**Data for analysis**
..............................
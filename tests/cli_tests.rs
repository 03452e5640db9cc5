//! Integration tests for the parsim CLI surface

mod common;

use std::fs;

use common::parsim;
use predicates::prelude::*;
use tempfile::tempdir;

// ============================================================================
// Help and version
// ============================================================================

#[test]
fn test_help_flag() {
    parsim()
        .arg("--help")
        .assert()
        .success()
        .stdout(predicate::str::contains("Usage: parsim"))
        .stdout(predicate::str::contains("Commands:"))
        .stdout(predicate::str::contains("run"))
        .stdout(predicate::str::contains("segment"));
}

#[test]
fn test_version_flag() {
    parsim()
        .arg("--version")
        .assert()
        .success()
        .stdout(predicate::str::contains("parsim"));
}

#[test]
fn test_subcommand_help() {
    parsim()
        .args(["run", "--help"])
        .assert()
        .success()
        .stdout(predicate::str::contains("Analyze a corpus directory"));
}

// ============================================================================
// Exit codes
// ============================================================================

#[test]
fn test_unknown_format_exit_code_2() {
    let dir = tempdir().unwrap();
    parsim()
        .args(["--format", "records", "segment"])
        .arg(dir.path().join("missing.txt"))
        .assert()
        .code(2);
}

#[test]
fn test_unknown_argument_json_usage_error() {
    parsim()
        .args(["--format", "json", "segment", "--bogus-flag", "x"])
        .assert()
        .code(2)
        .stderr(predicate::str::contains("\"type\":\"usage_error\""));
}

#[test]
fn test_empty_input_directory_exit_code_3() {
    let input = tempdir().unwrap();
    let output = tempdir().unwrap();
    parsim()
        .args(["run", "--endpoint", "http://127.0.0.1:1"])
        .arg("--input")
        .arg(input.path())
        .arg("--output")
        .arg(output.path())
        .assert()
        .code(3)
        .stderr(predicate::str::contains("no input articles found"));
}

#[test]
fn test_empty_input_json_error_envelope() {
    let input = tempdir().unwrap();
    let output = tempdir().unwrap();
    parsim()
        .args(["--format", "json", "run", "--endpoint", "http://127.0.0.1:1"])
        .arg("--input")
        .arg(input.path())
        .arg("--output")
        .arg(output.path())
        .assert()
        .code(3)
        .stderr(predicate::str::contains("\"type\":\"no_input_found\""));
}

#[test]
fn test_missing_endpoint_exit_code_1() {
    let input = tempdir().unwrap();
    fs::write(input.path().join("a.txt"), "some text").unwrap();
    let output = tempdir().unwrap();
    parsim()
        .arg("run")
        .arg("--input")
        .arg(input.path())
        .arg("--output")
        .arg(output.path())
        .env_remove("PARSIM_EMBEDDING_URL")
        .assert()
        .code(1)
        .stderr(predicate::str::contains("embedding unavailable"));
}

#[test]
fn test_unreachable_endpoint_exit_code_1() {
    let input = tempdir().unwrap();
    fs::write(input.path().join("a.txt"), "some text").unwrap();
    let output = tempdir().unwrap();
    parsim()
        .args(["run", "--endpoint", "http://127.0.0.1:1", "--timeout", "2"])
        .arg("--input")
        .arg(input.path())
        .arg("--output")
        .arg(output.path())
        .assert()
        .code(1)
        .stderr(predicate::str::contains("embedding unavailable"));
}

#[test]
fn test_zero_top_k_exit_code_2() {
    let input = tempdir().unwrap();
    fs::write(input.path().join("a.txt"), "some text").unwrap();
    let output = tempdir().unwrap();
    parsim()
        .args(["run", "--top-k", "0", "--endpoint", "http://127.0.0.1:1"])
        .arg("--input")
        .arg(input.path())
        .arg("--output")
        .arg(output.path())
        .assert()
        .code(2)
        .stderr(predicate::str::contains("top_k"));
}

// ============================================================================
// Segment command
// ============================================================================

#[test]
fn test_segment_drops_numeric_headers() {
    let dir = tempdir().unwrap();
    let path = dir.path().join("article.txt");
    fs::write(&path, "1. Intro\nHello world\n\nGoodbye").unwrap();

    parsim()
        .arg("segment")
        .arg(&path)
        .assert()
        .success()
        .stdout(predicate::str::contains("0  Hello world"))
        .stdout(predicate::str::contains("1  Goodbye"));
}

#[test]
fn test_segment_json_output() {
    let dir = tempdir().unwrap();
    let path = dir.path().join("article.txt");
    fs::write(&path, "alpha\n\nbeta").unwrap();

    let output = parsim()
        .args(["--format", "json", "segment"])
        .arg(&path)
        .assert()
        .success()
        .get_output()
        .stdout
        .clone();

    let paragraphs: Vec<String> = serde_json::from_slice(&output).unwrap();
    assert_eq!(paragraphs, vec!["alpha", "beta"]);
}

#[test]
fn test_segment_missing_file_exit_code_1() {
    let dir = tempdir().unwrap();
    parsim()
        .arg("segment")
        .arg(dir.path().join("absent.txt"))
        .assert()
        .code(1);
}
..............................
**Assignment**
Faithfully transcribe the whole of the data.

**Output below**
filename tests/cli_tests.rs
repository 03452e5640db9cc5
//! Integration tests for the parsim CLI surface

mod common;

use std::fs;

use common::parsim;
use predicates::prelude::*;
use tempfile::tempdir;

// ============================================================================
// Help and version
// ============================================================================

#[test]
fn test_help_flag() {
    parsim()
        .arg("--help")
        .assert()
        .success()
        .stdout(predicate::str::contains("Usage: parsim"))
        .stdout(predicate::str::contains("Commands:"))
        .stdout(predicate::str::contains("run"))
        .stdout(predicate::str::contains("segment"));
}

#[test]
fn test_version_flag() {
    parsim()
        .arg("--version")
        .assert()
        .success()
        .stdout(predicate::str::contains("parsim"));
}

#[test]
fn test_subcommand_help() {
    parsim()
        .args(["run", "--help"])
        .assert()
        .success()
        .stdout(predicate::str::contains("Analyze a corpus directory"));
}

// ============================================================================
// Exit codes
// ============================================================================

#[test]
fn test_unknown_format_exit_code_2() {
    let dir = tempdir().unwrap();
    parsim()
        .args(["--format", "records", "segment"])
        .arg(dir.path().join("missing.txt"))
        .assert()
        .code(2);
}

#[test]
fn test_unknown_argument_json_usage_error() {
    parsim()
        .args(["--format", "json", "segment", "--bogus-flag", "x"])
        .assert()
        .code(2)
        .stderr(predicate::str::contains("\"type\":\"usage_error\""));
}

#[test]
fn test_empty_input_directory_exit_code_3() {
    let input = tempdir().unwrap();
    let output = tempdir().unwrap();
    parsim()
        .args(["run", "--endpoint", "http://127.0.0.1:1"])
        .arg("--input")
        .arg(input.path())
        .arg("--output")
        .arg(output.path())
        .assert()
        .code(3)
        .stderr(predicate::str::contains("no input articles found"));
}

#[test]
fn test_empty_input_json_error_envelope() {
    let input = tempdir().unwrap();
    let output = tempdir().unwrap();
    parsim()
        .args(["--format", "json", "run", "--endpoint", "http://127.0.0.1:1"])
        .arg("--input")
        .arg(input.path())
        .arg("--output")
        .arg(output.path())
        .assert()
        .code(3)
        .stderr(predicate::str::contains("\"type\":\"no_input_found\""));
}

#[test]
fn test_missing_endpoint_exit_code_1() {
    let input = tempdir().unwrap();
    fs::write(input.path().join("a.txt"), "some text").unwrap();
    let output = tempdir().unwrap();
    parsim()
        .arg("run")
        .arg("--input")
        .arg(input.path())
        .arg("--output")
        .arg(output.path())
        .env_remove("PARSIM_EMBEDDING_URL")
        .assert()
        .code(1)
        .stderr(predicate::str::contains("embedding unavailable"));
}

#[test]
fn test_unreachable_endpoint_exit_code_1() {
    let input = tempdir().unwrap();
    fs::write(input.path().join("a.txt"), "some text").unwrap();
    let output = tempdir().unwrap();
    parsim()
        .args(["run", "--endpoint", "http://127.0.0.1:1", "--timeout", "2"])
        .arg("--input")
        .arg(input.path())
        .arg("--output")
        .arg(output.path())
        .assert()
        .code(1)
        .stderr(predicate::str::contains("embedding unavailable"));
}

#[test]
fn test_zero_top_k_exit_code_2() {
    let input = tempdir().unwrap();
    fs::write(input.path().join("a.txt"), "some text").unwrap();
    let output = tempdir().unwrap();
    parsim()
        .args(["run", "--top-k", "0", "--endpoint", "http://127.0.0.1:1"])
        .arg("--input")
        .arg(input.path())
        .arg("--output")
        .arg(output.path())
        .assert()
        .code(2)
        .stderr(predicate::str::contains("top_k"));
}

// ============================================================================
// Segment command
// ============================================================================

#[test]
fn test_segment_drops_numeric_headers() {
    let dir = tempdir().unwrap();
    let path = dir.path().join("article.txt");
    fs::write(&path, "1. Intro\nHello world\n\nGoodbye").unwrap();

    parsim()
        .arg("segment")
        .arg(&path)
        .assert()
        .success()
        .stdout(predicate::str::contains("0  Hello world"))
        .stdout(predicate::str::contains("1  Goodbye"));
}

#[test]
fn test_segment_json_output() {
    let dir = tempdir().unwrap();
    let path = dir.path().join("article.txt");
    fs::write(&path, "alpha\n\nbeta").unwrap();

    let output = parsim()
        .args(["--format", "json", "segment"])
        .arg(&path)
        .assert()
        .success()
        .get_output()
        .stdout
        .clone();

    let paragraphs: Vec<String> = serde_json::from_slice(&output).unwrap();
    assert_eq!(paragraphs, vec!["alpha", "beta"]);
}

#[test]
fn test_segment_missing_file_exit_code_1() {
    let dir = tempdir().unwrap();
    parsim()
        .arg("segment")
        .arg(dir.path().join("absent.txt"))
        .assert()
        .code(1);
}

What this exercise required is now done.